Farmers, 70 percent of the population, can no longer subsist on their own crops. Youths are flocking from the countryside to the cities in search of jobs to provide for their families.

This is one of those seemingly human-interest stories that, in the long run, plays a far bigger role in shaping Yemen's destiny than the fate of Anwar al-Awlaki or the next election.  Droughts, and the mismanagement of resources, have a way of making politics seem ephemeral- which in a very real sense they are.   This is far more than a sad story about farmers losing their way of life; we might be seeing a fundamental shift from a rural populace (currently about 70%) to an increasingly urban one.  Even if there is a solution to the water problem these are trends that are very difficult to reverse. 

Overcrowding and the creation of slums- violent places full of the world's most dangerous resource, unemployed and desperate young men- are a huge problem all over the third world (and many parts of the first, so no nose-looking-downing).  But even aside from that, a shift like this changes the very nature of a country in ways that are incredibly difficult, if not impossible, to predict.   If Yemen survives the next 50 or 100 years (which in one form or another it will, barring the unpredictability of water), it could be united and untied a dozen times, but and increasing urban nature will be the most important thing.  Migration patterns matter, but they are often too slow to be appreciated, especially these days.  Looking at the history of the world, the moving of people, the destruction and creation of farmland, the handling of resources, are what eventually drives things.  Of course, leadership matters, especially in resource management, but the slow population trends will affect its politics far more than any one president or jihadist ever could. 

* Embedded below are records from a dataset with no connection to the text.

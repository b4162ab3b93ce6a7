//! Table API under `/rest/v1/<table>`.
//!
//! Equality filters become `column=eq.value` query pairs. Single-row reads and
//! writes ask for an object body (`application/vnd.pgrst.object+json`); a read
//! that matches no row comes back as `PGRST116` with "0 rows" in its details and
//! is reported as `Ok(None)`.

use serde::de::DeserializeOwned;
use serde::{Deserialize, Serialize};
use store::{BackendError, Filter, Order, RecordStore};
use tracing::debug;

use crate::client::{is_success, HttpBackend};

const OBJECT_MEDIA_TYPE: &str = "application/vnd.pgrst.object+json";

#[derive(Debug, Default, Deserialize)]
pub(crate) struct RestErrorBody {
    #[serde(default)]
    code: Option<String>,
    #[serde(default)]
    message: Option<String>,
    #[serde(default)]
    details: Option<String>,
}

impl RestErrorBody {
    pub(crate) fn parse(body: &str) -> Self {
        serde_json::from_str(body).unwrap_or_default()
    }

    /// Single-object request that matched nothing (as opposed to several rows).
    pub(crate) fn is_zero_rows(&self) -> bool {
        self.code.as_deref() == Some(store::error::NO_ROWS_CODE)
            && self
                .details
                .as_deref()
                .is_some_and(|details| details.contains("0 rows"))
    }

    pub(crate) fn into_error(self, status: u16) -> BackendError {
        let message = self
            .message
            .unwrap_or_else(|| format!("table request failed with status {status}"));
        BackendError::Api {
            status,
            code: self.code,
            message,
        }
    }
}

/// Query pairs for a filtered read.
pub(crate) fn query_pairs(
    filter: &Filter,
    order: Option<&Order>,
    limit: Option<usize>,
) -> Vec<(String, String)> {
    let mut pairs = vec![("select".to_string(), "*".to_string())];
    for (column, value) in filter.predicates() {
        pairs.push((column.clone(), format!("eq.{value}")));
    }
    if let Some(order) = order {
        let direction = if order.ascending { "asc" } else { "desc" };
        pairs.push(("order".to_string(), format!("{}.{}", order.column, direction)));
    }
    if let Some(limit) = limit {
        pairs.push(("limit".to_string(), limit.to_string()));
    }
    pairs
}

impl HttpBackend {
    fn table_url(&self, table: &str) -> String {
        self.config.endpoint(&format!("rest/v1/{table}"))
    }

    async fn write_object<R: DeserializeOwned>(
        &self,
        request: reqwest::RequestBuilder,
        prefer: &str,
    ) -> Result<R, BackendError> {
        let request = request
            .header("Prefer", prefer)
            .header("Accept", OBJECT_MEDIA_TYPE);
        let (status, text) = self.execute(self.authorize(request)).await?;
        if !is_success(status) {
            return Err(RestErrorBody::parse(&text).into_error(status));
        }
        Ok(serde_json::from_str(&text)?)
    }
}

impl RecordStore for HttpBackend {
    async fn select_one<T: DeserializeOwned + Send>(
        &self,
        table: &str,
        filter: &Filter,
    ) -> Result<Option<T>, BackendError> {
        let request = self
            .http
            .get(self.table_url(table))
            .query(&query_pairs(filter, None, None))
            .header("Accept", OBJECT_MEDIA_TYPE);
        let (status, text) = self.execute(self.authorize(request)).await?;
        if is_success(status) {
            return Ok(Some(serde_json::from_str(&text)?));
        }

        let error = RestErrorBody::parse(&text);
        if error.is_zero_rows() {
            debug!(table, "no row matched");
            return Ok(None);
        }
        Err(error.into_error(status))
    }

    async fn select_list<T: DeserializeOwned + Send>(
        &self,
        table: &str,
        filter: &Filter,
        order: &Order,
        limit: Option<usize>,
    ) -> Result<Vec<T>, BackendError> {
        let request = self
            .http
            .get(self.table_url(table))
            .query(&query_pairs(filter, Some(order), limit));
        let (status, text) = self.execute(self.authorize(request)).await?;
        if !is_success(status) {
            return Err(RestErrorBody::parse(&text).into_error(status));
        }
        Ok(serde_json::from_str(&text)?)
    }

    async fn insert<T: Serialize + Sync, R: DeserializeOwned + Send>(
        &self,
        table: &str,
        row: &T,
    ) -> Result<R, BackendError> {
        let request = self.http.post(self.table_url(table)).json(row);
        self.write_object(request, "return=representation").await
    }

    async fn update_by_id<T: Serialize + Sync, R: DeserializeOwned + Send>(
        &self,
        table: &str,
        id: &str,
        patch: &T,
    ) -> Result<R, BackendError> {
        let request = self
            .http
            .patch(self.table_url(table))
            .query(&[("id", format!("eq.{id}"))])
            .json(patch);
        self.write_object(request, "return=representation").await
    }

    async fn upsert<T: Serialize + Sync, R: DeserializeOwned + Send>(
        &self,
        table: &str,
        row: &T,
        on_conflict: &str,
    ) -> Result<R, BackendError> {
        let request = self
            .http
            .post(self.table_url(table))
            .query(&[("on_conflict", on_conflict)])
            .json(row);
        self.write_object(request, "resolution=merge-duplicates,return=representation")
            .await
    }
}
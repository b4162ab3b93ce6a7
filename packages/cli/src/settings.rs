use std::path::Path;

use config::{Config, ConfigError, Environment, File, FileFormat};
use store::DaybookConfig;

/// Layered client settings: defaults, then `daybook.toml` (or `path`), then
/// `DAYBOOK_<SECTION>__<KEY>` environment variables.
pub(crate) fn load(path: Option<&Path>) -> Result<DaybookConfig, ConfigError> {
    let file = match path {
        Some(path) => File::from(path).format(FileFormat::Toml).required(true),
        None => File::with_name(DaybookConfig::filename())
            .format(FileFormat::Toml)
            .required(false),
    };

    let config = Config::builder()
        .set_default("app.site_url", "http://localhost:8080")?
        .set_default("days.policy", "local")?
        .set_default("history.recent_limit", 7)?
        .add_source(file)
        .add_source(
            Environment::with_prefix("DAYBOOK")
                .prefix_separator("_")
                .separator("__"),
        )
        .build()?;

    config.try_deserialize()
}
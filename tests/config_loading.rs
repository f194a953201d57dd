use std::io::Write;

use procflow_core::{ProcflowConfig, ProcflowError};
use procflow_engine::HealthScorer;

#[test]
fn test_load_full_config_from_file() {
    let toml_content = r#"
[engine]
default_task_timeout_ms = 2500
span_buffer = 64
max_instance_concurrency = 4

[scoring]
expected_task_kinds = ["charge", "ship"]
span_attributes = ["branch"]

[scoring.weights]
structural = 0.4
coverage = 0.2
performance = 0.2
semantic = 0.2

[scoring.duration_thresholds_ms]
charge = 500

[scoring.required_attributes]
charge = ["boundary.outcome"]

[scoring.thresholds]
healthy = 0.9
degraded = 0.6

[log]
log_dir = "/tmp/procflow-test-logs"
level = 3
"#;

    let mut tmp = tempfile::NamedTempFile::new().unwrap();
    tmp.write_all(toml_content.as_bytes()).unwrap();

    let config = ProcflowConfig::load(tmp.path()).unwrap();

    assert_eq!(config.engine.default_task_timeout_ms, Some(2500));
    assert_eq!(config.engine.span_buffer, 64);
    assert_eq!(config.engine.max_instance_concurrency, 4);

    assert_eq!(config.scoring.expected_task_kinds, vec!["charge", "ship"]);
    assert_eq!(config.scoring.weights.structural, 0.4);
    assert_eq!(config.scoring.duration_thresholds_ms.get("charge"), Some(&500));
    assert_eq!(
        config.scoring.required_attributes.get("charge"),
        Some(&vec!["boundary.outcome".to_string()])
    );
    assert_eq!(config.scoring.thresholds.healthy, 0.9);

    let log = config.log.as_ref().unwrap();
    assert!(log.enabled);
    assert_eq!(log.level, 3);
    assert_eq!(
        config.log_dir().unwrap().to_str(),
        Some("/tmp/procflow-test-logs")
    );

    assert!(HealthScorer::new(config.scoring).is_ok());
}

#[test]
fn test_minimal_config_uses_defaults() {
    let mut tmp = tempfile::NamedTempFile::new().unwrap();
    tmp.write_all(b"").unwrap();

    let config = ProcflowConfig::load(tmp.path()).unwrap();

    assert_eq!(config.engine.default_task_timeout_ms, None);
    assert_eq!(config.engine.span_buffer, 256);
    assert_eq!(config.scoring.weights.semantic, 0.25);
    assert_eq!(config.scoring.thresholds.degraded, 0.5);
    assert!(config.log.is_none());
    assert!(config.log_dir().is_none());
}

#[test]
fn test_weights_not_summing_to_one_fail_at_scorer_construction() {
    let toml_content = r#"
[scoring.weights]
structural = 0.7
coverage = 0.7
"#;
    let mut tmp = tempfile::NamedTempFile::new().unwrap();
    tmp.write_all(toml_content.as_bytes()).unwrap();

    // The file itself parses; the rule set is rejected when used.
    let config = ProcflowConfig::load(tmp.path()).unwrap();
    assert!(matches!(
        HealthScorer::new(config.scoring),
        Err(ProcflowError::Config(_))
    ));
}

#[test]
fn test_env_var_expansion_in_config() {
    std::env::set_var("PROCFLOW_TEST_LOG_DIR", "/tmp/procflow-env-logs");
    let toml_content = r#"
[log]
log_dir = "${PROCFLOW_TEST_LOG_DIR}"
"#;
    let mut tmp = tempfile::NamedTempFile::new().unwrap();
    tmp.write_all(toml_content.as_bytes()).unwrap();

    let config = ProcflowConfig::load(tmp.path()).unwrap();
    assert_eq!(
        config.log.unwrap().log_dir,
        "/tmp/procflow-env-logs"
    );
}

#[test]
fn test_invalid_toml_is_a_config_error() {
    let mut tmp = tempfile::NamedTempFile::new().unwrap();
    tmp.write_all(b"[engine\nspan_buffer = ").unwrap();

    assert!(matches!(
        ProcflowConfig::load(tmp.path()),
        Err(ProcflowError::Config(_))
    ));
}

I guess I don't really have a point.  Maybe it is just fascinating to think that while we ponder statesmenship and parse statements and agonize about drones, the factors that really affect long-term destiny are slowly grinding under our feet, and this first draft of history will be barely noticeable when papered over humanity's palimpsest.  


(Incidentally, at some point I'd like to post my scatter-shot thoughts on the Homesteader and Newlands Reclamation Acts, which were the might of the federal government creating the land for farmers, and what that means for today's politics- essentially, the myth of the "real Americans who don't need the government" and how liberalism can work with and help independent, hard-working industrious people.  If you guys will indulge me.)

1 comment:

  1. A note on your potential scatter-shot thoughts on the two acts: Those are two great examples (and less well-known)of exactly what you're talking about. However, you are probably aware that the Homestead Act was widely abused by land speculators and turned out to not be as good of a deal as it sounded for a good amount of people moving west.